Stamford Welland Academy school trip to Aberdovey outdoor education centre

Activities included high ropes, waterfall scrambling, rock climbing and jumping off a jetty.

School: Stamford Welland Academy, Lincolnshire
Subject: PHSE
KS: 3 & 4
Number of pupils: 22

The five-day stay at Aberdovey outdoor education centre, one of six sites run by the Outward Bound Trust, had a powerful impact on pupils from Stamford Welland Academy during the residential trip and back in the classroom.

It was organised by parallel curriculum leader Dominic Brister, a big fan of the educational charity that uses the outdoors to help develop young people.

“I have been to Aberdovey for the past three years and also organised trips to other Outward Bound centres at Ullswater, Loch Eil and Ogwen Cottage,” explained Dominic. “They all serve different purposes and this specific Aberdovey visit was aimed at challenge and leadership.

“The academy is part of the Cambridge Meridian Activities Trust and I work across other schools in the trust to organise and support outdoor education and learning outside the classroom. On this trip there were a total of 41 pupils from four schools, including Stamford Welland Academy.”

He said the “full-on” trip featured packed days that began with students getting up at 6.30am, having breakfast half an hour later and carrying out chores, such as tidying their rooms, cleaning and organising communal areas and preparing equipment for the day, before the first activities at 9am.

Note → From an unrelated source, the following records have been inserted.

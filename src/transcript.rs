//! Ordered conversation history with in-flight assistant replacement.
//!
//! Turns are immutable once appended, with one exception: the single
//! "in-flight" assistant turn — a reply still subject to revision — may be
//! replaced in place while it is the last element. At most one in-flight
//! turn exists at a time.

use chrono::{DateTime, Utc};

/// Who produced a turn.
#[derive(Debug, Clone, Copy, PartialEq, Eq)]
pub enum Role {
    User,
    Assistant,
}

/// One message in the transcript.
#[derive(Debug, Clone)]
pub struct Turn {
    pub role: Role,
    pub content: String,
    /// Capture time of the turn.
    pub timestamp: DateTime<Utc>,
}

/// Append-only conversation history.
///
/// Never persisted; lives for the session and is cleared wholesale on
/// new-chat.
#[derive(Debug, Default)]
pub struct Transcript {
    turns: Vec<Turn>,
    /// Whether the last turn is an in-flight assistant turn.
    in_flight: bool,
}

impl Transcript {
    pub fn new() -> Self {
        Self::default()
    }

    pub fn len(&self) -> usize {
        self.turns.len()
    }

    pub fn is_empty(&self) -> bool {
        self.turns.is_empty()
    }

    pub fn turns(&self) -> &[Turn] {
        &self.turns
    }

    pub fn get(&self, idx: usize) -> Option<&Turn> {
        self.turns.get(idx)
    }

    /// Whether the last turn may still be replaced.
    pub fn has_in_flight(&self) -> bool {
        self.in_flight
    }

    /// Append a user turn. Any in-flight assistant turn becomes final.
    pub fn push_user(&mut self, content: impl Into<String>) {
        self.in_flight = false;
        self.turns.push(Turn {
            role: Role::User,
            content: content.into(),
            timestamp: Utc::now(),
        });
    }

    /// Record an assistant reply.
    ///
    /// Replaces the in-flight assistant turn when one exists (a response
    /// arriving in parts revises the same turn); otherwise appends a new
    /// turn and marks it in-flight.
    pub fn push_assistant(&mut self, content: impl Into<String>) {
        let turn = Turn {
            role: Role::Assistant,
            content: content.into(),
            timestamp: Utc::now(),
        };
        if self.in_flight {
            if let Some(last) = self.turns.last_mut() {
                *last = turn;
                return;
            }
        }
        self.turns.push(turn);
        self.in_flight = true;
    }

    /// Drop all turns.
    pub fn clear(&mut self) {
        self.turns.clear();
        self.in_flight = false;
    }
}
impl Default for CpalSink {
    fn default() -> Self {
        Self::new()
    }
}

impl AudioSink for CpalSink {
    fn start(&mut self, item: &PlaybackItem) -> Result<oneshot::Receiver<()>> {
        self.stop();

        let stop_flag = Arc::new(AtomicBool::new(false));
        self.stop_flag = Some(Arc::clone(&stop_flag));

        let (done_tx, done_rx) = oneshot::channel();
        let audio = item.audio.clone();
        let rate = item.rate;

        std::thread::spawn(move || {
            if let Err(e) = play_blocking(&audio, rate, &stop_flag) {
                warn!("audio playback error: {e}");
            }
            // A failed item resolves too so the queue can advance; only a
            // stop leaves the channel unresolved.
            if !stop_flag.load(Ordering::Relaxed) {
                let _ = done_tx.send(());
            }
        });

        Ok(done_rx)
    }

    fn stop(&mut self) {
        if let Some(flag) = self.stop_flag.take() {
            flag.store(true, Ordering::Relaxed);
        }
    }
}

Activities included high ropes, waterfall scrambling, rock climbing, jumping off a jetty and being completely cut off from modern-day amenities and distractions and many more.

Water activities at Aberdovey outdoor education centre

Students were able to connect with nature and each other during their trip to the Aberdovey outdoor education centre.

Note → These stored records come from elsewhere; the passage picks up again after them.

//! HX8379 command definitions
//!
//! This module defines the command bytes and parameter bit fields used to
//! configure the HX8379 controller. Vendor commands are sent as DSI generic
//! writes where byte 0 is the command and the remaining bytes are parameters.
//! Standard MIPI DCS commands (sleep, display on/off, tearing) are sent through
//! [`DsiHost::dcs_write`](crate::interface::DsiHost::dcs_write).
//!
//! Most vendor commands are locked until [`SETEXTC`] is written with the magic
//! bytes [`EXTC1_MAGIC`], [`EXTC2_MAGIC`], [`EXTC3_MAGIC`].
//!
//! ## Example
//!
//! ```rust
//! use hx8379::command;
//!
//! // Tearing effect on, signalled during vertical blanking
//! let block = [command::SET_TEAR_ON, command::TEAR_VBLANK];
//! assert_eq!(block, [0x35, 0x00]);
//! ```

// MIPI DCS commands

/// Exit sleep mode (0x11)
///
/// The panel needs 120ms after this command before it accepts display on.
pub const EXIT_SLEEP_MODE: u8 = 0x11;

/// Display on (0x29)
pub const SET_DISPLAY_ON: u8 = 0x29;

/// Tearing effect line off (0x34)
pub const SET_TEAR_OFF: u8 = 0x34;

/// Tearing effect line on (0x35)
///
/// Requires 1 byte: [`TEAR_VBLANK`] to signal V-blanking only.
pub const SET_TEAR_ON: u8 = 0x35;

/// Tearing effect signalled on V-blanking only
pub const TEAR_VBLANK: u8 = 0x00;

/// Set address mode (0x36)
///
/// Controls the scan direction of the driver. Requires 1 byte:
/// - Bit 0: vertical flip
/// - Bit 1: horizontal flip
pub const SET_ADDRESS_MODE: u8 = 0x36;

/// Flip the image vertically
pub const FLIP_VERTICAL: u8 = 1 << 0;

/// Flip the image horizontally
pub const FLIP_HORIZONTAL: u8 = 1 << 1;

// Extended command set

/// Enable extended commands (0xB9)
///
/// Requires 3 magic bytes: 0xFF, 0x83, 0x79
pub const SETEXTC: u8 = 0xB9;
/// First extension unlock byte
pub const EXTC1_MAGIC: u8 = 0xFF;
/// Second extension unlock byte
pub const EXTC2_MAGIC: u8 = 0x83;
/// Third extension unlock byte
pub const EXTC3_MAGIC: u8 = 0x79;

// Power (0xB1), 16 parameter bytes

/// Set power (0xB1)
///
/// Voltage and current targets for the analog stage.
pub const SETPOWER: u8 = 0xB1;
/// Source op-amp current 2.0uA
pub const POWER_AP_2_0UA: u8 = 0x04;
/// Enable op-amp fast mode
pub const POWER_APF_EN: u8 = 0x40;
/// VRHP 5.8V
pub const POWER_VRHP_5_8V: u8 = 0x1C;
/// VRHN -5.8V
pub const POWER_VRHN_5_8V: u8 = 0x1C;
/// Positive booster 6.45V
pub const POWER_BTP_6_45V: u8 = 0x17;
/// Clamp VSP
pub const POWER_EN_VSP_CLAMP: u8 = 0x20;
/// Negative booster 6.45V
pub const POWER_BTN_6_45V: u8 = 0x17;
/// VSP pump ratio x2.5
pub const POWER_XDK_X2_5: u8 = 0x40;
/// VSN pump ratio x3
pub const POWER_XDKN_X3: u8 = 0x80;
/// Clamp VSN
pub const POWER_EN_VSN_CLAMP: u8 = 0x10;
/// VCL -3.1V
pub const POWER_VCLS_3_1V: u8 = 0xC0;
/// Power mode tuning
pub const POWER_PMTU: u8 = 0x10;
/// VGH = 3 * VSP - VSN
pub const POWER_VGH_RATIO_3VSPVSN: u8 = 0xC0;
/// VGH clamp 13.2V
pub const POWER_VGHS_13_2V: u8 = 0x22;
/// VGL = VSN - VSP
pub const POWER_VGL_RATIO_1VSNVSP: u8 = 0x40;
/// VGL clamp -11.2V
pub const POWER_VGLS_11_2V: u8 = 0x18;
/// Enable negative reference
pub const POWER_EN_NVREF: u8 = 0x80;
/// VGH 17.6V
pub const POWER_VGH_17_6V: u8 = 0x38;
/// VGL -17.6V
pub const POWER_VGL_17_6V: u8 = 0x38;
/// VCL clock reset on HSYNC
pub const POWER_CLK_OPT5_VCL_HSYNC_RST: u8 = 0x80;
/// Pump clock FS0 = osc / 8
pub const POWER_FS0_DIV_8: u8 = 0x02;
/// Pump clock FS1 = osc / 160
pub const POWER_FS1_DIV_160: u8 = 0x40;
/// Pump clock FS2 = osc / 160
pub const POWER_FS2_DIV_160: u8 = 0x04;
/// Pump clock FS3 = osc / 128
pub const POWER_FS3_DIV_128: u8 = 0x30;
/// Pump clock FS4 = osc / 128
pub const POWER_FS4_DIV_128: u8 = 0x03;
/// Pump clock FS5 = osc / 128
pub const POWER_FS5_DIV_128: u8 = 0x30;

// Display line setup (0xB2)

/// Set display related register (0xB2)
pub const SETDISP: u8 = 0xB2;
/// Zig-zag source scan, left to right
pub const DISP_ZZ_LR: u8 = 0x80;
/// 480 source lines
pub const DISP_NL_480: u8 = 0x14;
/// Back porch 14 lines
pub const DISP_BP_14: u8 = 0x0C;
/// Front porch 50 lines
pub const DISP_FP_50: u8 = 0x30;
/// Source amplifier 4 units
pub const DISP_SAP_4: u8 = 0x20;
/// 160 clocks per line
pub const DISP_RTN_160: u8 = 0x50;

// Display cycle (0xB4), values in TCON clocks

/// Set display waveform cycle (0xB4)
pub const SETCYC: u8 = 0xB4;
/// Source on at 1
pub const CYC_SPON_1: u8 = 0x01;
/// Source off at 170
pub const CYC_SPOFF_170: u8 = 0xAA;
/// Column on at 1
pub const CYC_CON_1: u8 = 0x01;
/// Column off at 175
pub const CYC_COFF_175: u8 = 0xAF;
/// Column 1 on at 1
pub const CYC_CON1_1: u8 = 0x01;
/// Column 1 off at 175
pub const CYC_COFF1_175: u8 = 0xAF;
/// First equalize on at 64
pub const CYC_EQON1_64: u8 = 0x10;
/// Second equalize on at 936
pub const CYC_EQON2_936: u8 = 0xEA;
/// Source on at 112
pub const CYC_SON_112: u8 = 0x1C;
/// Source off at 936
pub const CYC_SOFF_936: u8 = 0xEA;

// Panel (0xCC)

/// Set panel related register (0xCC)
pub const SETPANEL: u8 = 0xCC;
/// BGR color filter order
pub const PANEL_BGR: u8 = 1 << 0;
/// Reverse source output
pub const PANEL_REV: u8 = 1 << 1;
/// Reverse gate scan
pub const PANEL_GS: u8 = 1 << 2;
/// Reverse source scan
pub const PANEL_SS: u8 = 1 << 3;

// Gate-in-panel timing

/// Set GIP option 0 (0xD3)
pub const SETGIP0: u8 = 0xD3;
/// Equalize delay of 56 clocks
pub const GIP0_EQ_DELAY_56: u8 = 0x07;
/// Set GIP option 1, forward scan clock mapping (0xD5)
pub const SETGIP1: u8 = 0xD5;
/// Set GIP option 2, GS mode clock mapping (0xD6)
pub const SETGIP2: u8 = 0xD6;

// Gamma and VCOM

/// Set gamma curve (0xE0)
pub const SETGAMMA: u8 = 0xE0;

/// Set VCOM voltage (0xB6)
pub const SETVCOM: u8 = 0xB6;
/// Forward VCOM -0.74V
pub const VCOM_F_0_74V: u8 = 0x2C;
/// Backward VCOM -0.74V
pub const VCOM_B_0_74V: u8 = 0x92;

// Digital gamma LUT

/// Select register bank (0xBD)
///
/// Requires 1 byte: bank number 0, 1 or 2.
pub const SETBANK: u8 = 0xBD;

/// Set digital gamma curve LUT (0xC1)
///
/// Bank 0 carries the red table (plus the enable bit),
/// bank 1 the green table and bank 2 the blue table.
pub const SETDGCLUT: u8 = 0xC1;

/// Enable the digital gamma curve function (first bank 0 parameter)
pub const DGC_EN: u8 = 0x01;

“One day, for example, we set off at 9am and didn’t get back until 5pm the next day,” said Dominic. “The wild camp in the Snowdonian mountains was a highlight for many of the students. They had to navigate their way and then set up camp and cook over a camp stove, which many of them had never done before. They discovered they had gone wrong with the navigation on a couple of occasions and we had let them go wrong. For many it was the first time they had been allowed to fail and they learned how to get it right the next time.”

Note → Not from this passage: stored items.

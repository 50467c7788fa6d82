//! HX8379 MIPI-DSI LCD Driver
//!
//! A driver for the Himax HX8379 LCD controller found on 480x800 MIPI-DSI panels.
//!
//! The driver brings the panel up (reset, DSI attach, vendor initialization,
//! digital gamma LUT programming, sleep exit) and exposes the runtime controls
//! a display subsystem needs. Pixel data is streamed by the DSI host in video
//! mode and never passes through this driver.
//!
//! ## Features
//!
//! - `no_std` compatible
//! - `embedded-hal` v1.0 support for delays and GPIO lines
//! - `embedded-graphics` size reporting (with `graphics` feature)
//! - Fail-fast bring-up: the first failed transmission aborts and is returned
//! - Orientation (scan flip), blanking via backlight, tearing effect control
//!
//! ## Usage
//!
//! ```rust,no_run
//! use core::convert::Infallible;
//! use embedded_hal::delay::DelayNs;
//! use embedded_hal::digital::OutputPin;
//! use hx8379::{Builder, Dimensions, Display, DsiDevice, DsiHost, OutputLine, PixelFormat};
//!
//! # struct MockHost;
//! # impl DsiHost for MockHost {
//! #     type Error = Infallible;
//! #     fn attach(&mut self, _channel: u8, _device: &DsiDevice) -> Result<(), Self::Error> { Ok(()) }
//! #     fn generic_write(&mut self, _channel: u8, _data: &[u8]) -> Result<(), Self::Error> { Ok(()) }
//! #     fn dcs_write(&mut self, _channel: u8, _command: u8, _params: &[u8]) -> Result<(), Self::Error> { Ok(()) }
//! # }
//! # struct MockPin;
//! # impl embedded_hal::digital::ErrorType for MockPin { type Error = Infallible; }
//! # impl OutputPin for MockPin {
//! #     fn set_low(&mut self) -> Result<(), Self::Error> { Ok(()) }
//! #     fn set_high(&mut self) -> Result<(), Self::Error> { Ok(()) }
//! # }
//! # struct MockDelay;
//! # impl DelayNs for MockDelay { fn delay_ns(&mut self, _ns: u32) {} }
//! # let host = MockHost;
//! # let rst = MockPin;
//! # let bl = MockPin;
//! # let mut delay = MockDelay;
//! let dims = match Dimensions::new(480, 800) {
//!     Ok(dims) => dims,
//!     Err(_) => return,
//! };
//! let config = match Builder::new()
//!     .dimensions(dims)
//!     .lanes(2)
//!     .pixel_format(PixelFormat::Rgb888)
//!     .build()
//! {
//!     Ok(config) => config,
//!     Err(_) => return,
//! };
//!
//! let mut display = Display::new(host, config)
//!     .with_reset(OutputLine::new(rst))
//!     .with_backlight(OutputLine::new(bl));
//! let _ = display.bring_up(&mut delay);
//! ```

#![no_std]

#[cfg(test)]
extern crate alloc;

/// Pixel formats
pub mod color;
/// HX8379 command definitions
pub mod command;
/// Panel configuration types and builder
pub mod config;
/// Bring-up sequencer and runtime control
pub mod display;
/// Error types for the driver
pub mod error;
/// Hardware interface abstraction
pub mod interface;
/// Orientation to scan-direction mapping
pub mod orientation;
/// Bring-up plan
pub mod sequence;
/// Fixed command blocks
pub mod tables;

/// Graphics support via embedded-graphics (requires `graphics` feature)
#[cfg(feature = "graphics")]
pub mod graphics;

pub use color::PixelFormat;
pub use config::{Builder, Config, Dimensions, Orientation};
pub use display::{BufferDescriptor, Capabilities, Display, TearingEffect};
pub use error::{BuilderError, Error, Line, Operation, Stage};
pub use interface::{
    ControlLine, DsiDevice, DsiHost, LineState, ModeFlags, NoLine, OutputLine, VideoTimings,
};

Outward Bound courses focus on raising aspirations and showing how soft skills and experiences can be transferred back into the home or school environment.

Dominic said their self-awareness grew in leaps and bounds and said the students had to get used to being completely out of touch, which also resulted in a positive outcome.

“We took away their mobile phones which was a nightmare on the first night,” admitted Dominic. “However, by day four or five they were telling me they didn’t miss them and loved the fact that they did not have the pressure to post things on Facebook and Instagram and were released from the worries and stigma associated with social media.”

The confidence they gained from the trip had far-reaching consequences, particular in the case of one student whose attendance record prior to the trip was so low the school attendance officer and educational welfare liaison were involved. He was on behavior report and struggling in many aspects both at home and in school.

“He has not had a day off since the trip,” said Dominic. “He said the course made him realise that he was not the only one to feel how he did in the classroom.”

Outward Bound Trust school trip

Students were completely cut off from modern-day amenities and distractions during their trip to the Aberdovey outdoor education centre.

Back in the classroom

A keen amateur photographer, Dominic created a series of photo boards back at school and organises a mentoring scheme for pupils embarking on the trip the following year.

“Students that have been to Aberdovey act as ambassadors and are buddied up with future participants, which is particularly helpful for the ones feeling nervous, they get the chance to demonstrate the values of the school and the trust, Aspiration Resilience and Understanding, and that’s great to see in action,” he said.

“This year the student from Loughborough University also carried out two follow up visits, three weeks and three months after her visit, as part of her study on transference from the trip and although we have seen the results for ourselves we will be very interested to read her findings.”